Peki bu tip sert açıklamalar halk nezdinde işe yarar mı yoksa geri mi teper? Hürriyet gazetesinden Ece Çelik bu sorunun cevabını uzmanlara sordu.
''Aşının önemi topluma bilim insanlarınca anlatılmalıdır''
- Psikiyatrist Dr. Samuray Özdemir: Sağlık çalışanları dünyanın her yerinde hem fiziksel hem ruhsal anlamda yorulmaya başladılar; araştırmalar tükenmişlik sendromunun giderek artan oranlarda görünür olmaya başladığına işaret ediyor. Salgınla mücadelede toplumun bazı kesimlerinin alınması gereken önlemlere uymaması zaten “Boşuna mı ölüyoruz?” diyen sağlık çalışanlarını ümitsizliğe ve toplumsal aidiyet duygularını yeniden gözden geçirmeye itiyor. Pandemiden kurtulmanın tek yolu olan aşıya bazı kesimlerin şüpheci yaklaşımı maalesef sağlıkçının çaresizlik hissetmesine yol açıyor.

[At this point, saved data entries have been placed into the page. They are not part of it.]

use super::{page_name, BasePage, Page, PageContext, ScreenId};
use crate::core::DriverTrait;
use crate::errors::Result;
use crate::types::{Locator, PageMarker, WaitCondition};
use std::time::Duration;

/// "Just a moment" screen shown while the wallet connects to an agent.
pub struct ConnectingPage<'a, D: DriverTrait> {
    base: BasePage<'a, D>,
}

impl<'a, D: DriverTrait> ConnectingPage<'a, D> {
    /// Headline of the screen. Presence is checked with
    /// [`ON_THIS_PAGE_LOCATOR`](Self::ON_THIS_PAGE_LOCATOR), not this text.
    pub const ON_THIS_PAGE_TEXT: &'static str = "Just a moment";
    pub const ON_THIS_PAGE_LOCATOR: Locator = Locator::id("com.ariesbifold:id/CredentialOnTheWay");
    pub const BACK_TO_HOME: &'static str = "Home";

    /// Waits longer when the suite runs against a local device.
    pub async fn on_this_page(&self) -> bool {
        let timeout = self.base.config().presence_timeout();
        self.base
            .on_this_page(&PageMarker::Element(Self::ON_THIS_PAGE_LOCATOR), timeout)
            .await
    }

    pub async fn select_go_back_to_home(&self) -> Result<ScreenId> {
        let timeout = self.base.config().presence_timeout();
        self.base
            .require(&PageMarker::Element(Self::ON_THIS_PAGE_LOCATOR), timeout)
            .await?;

        let button = self.base.find_by_accessibility_id(Self::BACK_TO_HOME).await?;
        self.base.click(&button, "back to home").await?;
        self.base.log().info(self.base.name(), "Left the connecting screen for Home");
        Ok(ScreenId::Home)
    }

    /// Blocks until the connecting indicator goes away, up to the configured
    /// connection timeout.
    pub async fn wait_for_connection(&self) -> Result<bool> {
        self.wait_for_connection_within(self.base.config().connection_timeout())
            .await
    }

    /// Unlike the other actions, a timeout here is logged and handed back
    /// as is. Driver failures come back straight away, without the timeout
    /// log.
    pub async fn wait_for_connection_within(&self, timeout: Duration) -> Result<bool> {
        let log = self.base.log();
        let name = self.base.name();

        if let Err(e) = self
            .base
            .find_by(
                &Self::ON_THIS_PAGE_LOCATOR,
                timeout,
                WaitCondition::InvisibilityOfElementLocated,
            )
            .await
        {
            if e.is_timeout() {
                log.error(
                    name,
                    &format!(
                        "Connecting taking longer than expected. Timing out at {} seconds.",
                        timeout.as_secs()
                    ),
                );
            }
            return Err(e);
        }

        log.debug(name, "Connecting indicator disappeared");
        Ok(true)
    }
}

impl<'a, D: DriverTrait> Page<'a, D> for ConnectingPage<'a, D> {
    const SCREEN: ScreenId = ScreenId::Connecting;

    fn new(ctx: PageContext<'a, D>) -> Self {
        Self {
            base: BasePage::new(ctx, page_name::<Self>()),
        }
    }

    fn base(&self) -> &BasePage<'a, D> {
        &self.base
    }
}

#[cfg(test)]
mod tests {
    use super::*;
    use crate::core::{Config, ExecutionMode, LogLevel, MemorySink};
    use crate::errors::PageError;
    use crate::testing::{ScriptedDriver, ScriptedElement};
    use async_trait::async_trait;
    use tokio::time::Instant;

    /// Session that died before the test started.
    struct TerminatedDriver;

    #[async_trait]
    impl DriverTrait for TerminatedDriver {
        type Element = ();

        fn session_id(&self) -> &str {
            "terminated"
        }

        async fn find_elements(&self, _locator: &Locator) -> Result<Vec<()>> {
            Err(PageError::from_driver_error("session terminated"))
        }

        async fn is_displayed(&self, _element: &()) -> Result<bool> {
            Err(PageError::from_driver_error("session terminated"))
        }

        async fn is_enabled(&self, _element: &()) -> Result<bool> {
            Err(PageError::from_driver_error("session terminated"))
        }

        async fn click(&self, _element: &()) -> Result<()> {
            Err(PageError::from_driver_error("session terminated"))
        }

        async fn send_keys(&self, _element: &(), _text: &str) -> Result<()> {
            Err(PageError::from_driver_error("session terminated"))
        }

        async fn page_source(&self) -> Result<String> {
            Err(PageError::from_driver_error("session terminated"))
        }
    }

    type Connecting<'a> = ConnectingPage<'a, ScriptedDriver>;

    fn connecting_screen(driver: &ScriptedDriver, indicator: ScriptedElement) {
        driver.add_screen(
            ScreenId::Connecting,
            vec![
                indicator,
                ScriptedElement::new(Locator::accessibility_id(Connecting::BACK_TO_HOME))
                    .navigates_to(ScreenId::Home),
            ],
        );
        driver.add_screen(
            ScreenId::Home,
            vec![ScriptedElement::new(Locator::accessibility_id("Scan"))],
        );
    }

    #[tokio::test(start_paused = true)]
    async fn presence_timeout_follows_execution_mode() {
        let driver = ScriptedDriver::new();
        connecting_screen(&driver, ScriptedElement::new(Connecting::ON_THIS_PAGE_LOCATOR));
        driver.show(ScreenId::Home);
        let log = MemorySink::new();

        for (mode, secs) in [(ExecutionMode::Local, 50), (ExecutionMode::Remote, 10)] {
            let config = Config::with_mode(mode);
            let page: Connecting = PageContext::new(&driver, &config, &log).open();
            let start = Instant::now();
            assert!(!page.on_this_page().await);
            let elapsed = start.elapsed();
            assert!(elapsed >= Duration::from_secs(secs));
            assert!(elapsed < Duration::from_secs(secs + 1));
        }
    }

    #[tokio::test(start_paused = true)]
    async fn go_back_to_home_clicks_once() {
        let driver = ScriptedDriver::new();
        connecting_screen(&driver, ScriptedElement::new(Connecting::ON_THIS_PAGE_LOCATOR));
        driver.show(ScreenId::Connecting);
        let config = Config::default();
        let log = MemorySink::new();
        let page: Connecting = PageContext::new(&driver, &config, &log).open();

        let next = page.select_go_back_to_home().await.unwrap();
        assert_eq!(next, ScreenId::Home);
        assert!(log.contains(LogLevel::Info, "Left the connecting screen"));
        assert_eq!(driver.clicks_on(&Locator::accessibility_id("Home")), 1);
        assert_eq!(driver.current_screen(), Some(ScreenId::Home));
    }

    #[tokio::test(start_paused = true)]
    async fn go_back_to_home_off_screen_clicks_nothing() {
        let driver = ScriptedDriver::new();
        connecting_screen(&driver, ScriptedElement::new(Connecting::ON_THIS_PAGE_LOCATOR));
        driver.show(ScreenId::Home);
        let config = Config::default();
        let log = MemorySink::new();
        let page: Connecting = PageContext::new(&driver, &config, &log).open();

        let err = page.select_go_back_to_home().await.unwrap_err();
        assert!(matches!(err, PageError::NotOnPage { ref page } if page == "ConnectingPage"));
        assert!(driver.interactions().is_empty());
    }

    #[tokio::test(start_paused = true)]
    async fn connection_completes_when_indicator_disappears() {
        let driver = ScriptedDriver::new();
        connecting_screen(
            &driver,
            ScriptedElement::new(Connecting::ON_THIS_PAGE_LOCATOR)
                .removed_after(Duration::from_secs(3)),
        );
        driver.show(ScreenId::Connecting);
        let config = Config::default();
        let log = MemorySink::new();
        let page: Connecting = PageContext::new(&driver, &config, &log).open();

        assert!(page.wait_for_connection().await.unwrap());
        assert!(log.contains(LogLevel::Debug, "Connecting indicator disappeared"));
        assert!(log.records_at(LogLevel::Error).is_empty());
    }

    #[tokio::test(start_paused = true)]
    async fn stuck_connection_logs_and_returns_timeout() {
        let driver = ScriptedDriver::new();
        connecting_screen(&driver, ScriptedElement::new(Connecting::ON_THIS_PAGE_LOCATOR));
        driver.show(ScreenId::Connecting);
        let config = Config::default();
        let log = MemorySink::new();
        let page: Connecting = PageContext::new(&driver, &config, &log).open();

        let start = Instant::now();
        let err = page
            .wait_for_connection_within(Duration::from_secs(5))
            .await
            .unwrap_err();
        let elapsed = start.elapsed();

        assert!(matches!(err, PageError::Timeout { timeout, .. } if timeout == Duration::from_secs(5)));
        assert!(elapsed >= Duration::from_secs(5));
        assert!(elapsed < Duration::from_secs(6));
        assert!(log.contains(LogLevel::Error, "5 seconds"));
    }

    #[tokio::test(start_paused = true)]
    async fn dead_session_fails_connection_wait_at_once() {
        let driver = TerminatedDriver;
        let config = Config::default();
        let log = MemorySink::new();
        let page: ConnectingPage<'_, TerminatedDriver> =
            PageContext::new(&driver, &config, &log).open();

        let start = Instant::now();
        let err = page.wait_for_connection().await.unwrap_err();

        assert!(matches!(err, PageError::Driver(ref msg) if msg == "session terminated"));
        assert_eq!(start.elapsed(), Duration::ZERO);
        assert!(log.records_at(LogLevel::Error).is_empty());
    }

    #[tokio::test(start_paused = true)]
    async fn dead_session_reads_as_not_on_page() {
        let driver = TerminatedDriver;
        let config = Config::default();
        let log = MemorySink::new();
        let page: ConnectingPage<'_, TerminatedDriver> =
            PageContext::new(&driver, &config, &log).open();

        assert!(!page.on_this_page().await);
        assert!(log.contains(LogLevel::Warn, "session terminated"));
        assert!(matches!(
            page.select_go_back_to_home().await,
            Err(PageError::NotOnPage { .. })
        ));
    }
}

Ancak toplumun koşulsuz desteğini arkalarında hissettikleri sürece güçlerini yeniden kazanabilecekler. Aşının önemi topluma bilim insanlarınca anlatılmalıdır. Toplumun korku ve şüphelerine öfkeyle değil, empatiyle yaklaşılmalı; aşının etkinliği ve yan etkileri konusundaki sorular kanıtlanmış bilgiler ışığında basit bir dilde açıklanmalıdır. Diğer ülkelerde aşı karşıtlığıyla mücadelede özellikle sevilen, saygı duyulan ünlü kişilerin aşılarını canlı yayında yaptırdıklarına ve pozitif düşüncelerini ekranlardan toplumla paylaştıklarına şahit oluyoruz. Bunu biz de yapabiliriz; aşılanan kişi sayısı arttıkça bir eşik aşılacak ve motivasyon olabilecektir.
''Aşı fikrini etkilemez''
- Psikolog Prof. Dr. Kadir Özer: Doktor arkadaşımızın söylemi biraz aşırı ama bence bu tip söylemler halkı aşı konusunda etkilemez. Her birey kendi içinde bilgi işlemini yapıp sağlığını koruma adına alacağı tedbirlere kendisi karar verir. Zaten 10 aydır coronayla ilgili herkesin yakından tanışıklığı var. Tedbir için yeterince altyapı oluştu. Birkaç doktor böyle açıklamalar yaptı diye halkın fikrinin kolayca değişebileceğini düşünmüyorum. Sağlık ölümle en çok bağlantı kurulan konudur. Bu sebeple kişiler aşı olup olmamak değil hangi aşıyı oldukları konusuna kafa yorar. Pandemi döneminde psikolojik olarak en büyük depremi yaşayan grup sağlık sektörü çalışanlarıdır. En çok ölümle karşı karşıya kalan, ailelerinden uzaklaşan bir kesimden bahsediyoruz. Bizim vatandaş olarak almadığımız tedbirin faturasını birinci dereceden onlar ödüyor. Ben bu tip tepkiler veren doktorlarımızın psikolojilerini yaşadıkları durum çerçevesinde tutarlı buluyorum. Onları anlamamız gerekir.
''Kurallara niye uymadıklarını araştırıyoruz''
- Prof. Dr. Mustafa Necmi İlhan: ABD, Avrupa ve Rusya aşıya başladı. Aşı tek çözüm değil ama mücadeleyi en güçlü şekilde destekleyen bir araç. Tıpkı siz aşı olursanız ama komşunuz olmazsa salgının bitmeyeceğini biliyorsunuz. İşte Türkiye’nin de, komşuları da dahil, her ülkenin aşılama yapması gerekir. Toplum Bilimleri Kurulu aşı konusunda topluma doğru mesajları vermek için kuruldu. Bizler bu kurulda doktorlarımızın tepki gösterdiği kurallara uymayanların neden uymadığını irdeliyoruz. Toplumun sıkıntılarını, söylediklerini anlamak gerekiyor. Kurallara uymuyorlarsa neden uymadıklarına bakıp nedeni çözmemiz gerekiyor, halkla iyi iletişim kurmak en önemlisi. Şu günlerde aşıyı topluma en doğru şekilde nasıl anlatabiliriz bunu tartışıyoruz. Toplumda sevilen kişilerin aşı kampanyasını desteklemesi önemli.
''Aşırı bir çıkış olmuş''
- Uzman psikolog Dr. Nevin Dölek: “Vatan haini” diye konuşan doktor arkadaş belli ki biraz duygusallaşmış ve aşırı bir çıkış yapmış. Sağlık çalışanları büyük bir emek harcıyor, evlatlarından, ailelerinden ayrı kalıyor ve bu emeklerinin sonucunu görmek istiyorlar. Elbette belli dikkatsizlikler yüzünden pandemi bitmiyor, bu da sağlık çalışanlarında duygusal tepkilere yol açıyor. Ama elbette vatan hainliği ile bu mesele çok farklı konular. Bu aşırı tepki halkta aşıyla ilgili negatif bir algı yaratmaz. Halk da bunaldı ve bir an önce herkes sağlıklı bir şekilde bu dönemi atlatmak istiyor. Ben kimsenin güvenilir bir aşıya karşı tepkiyle yaklaşacağını düşünmüyorum. Ama insanlar beklemekten yana olabilirler, yan etkisi olabilir mi diye korku duygusu gelişebilir. Bu noktada otoritelerin aşıyla ilgili sürekli bilgilendirme yapmaya devam etmesi, şeffaf ve açık bir süreç yönetmesi çok önemli. Devlet ile toplumun sürekli iletişim halinde olması insanların aşı konusundaki kararlarını olumlu yönde etkileyecektir.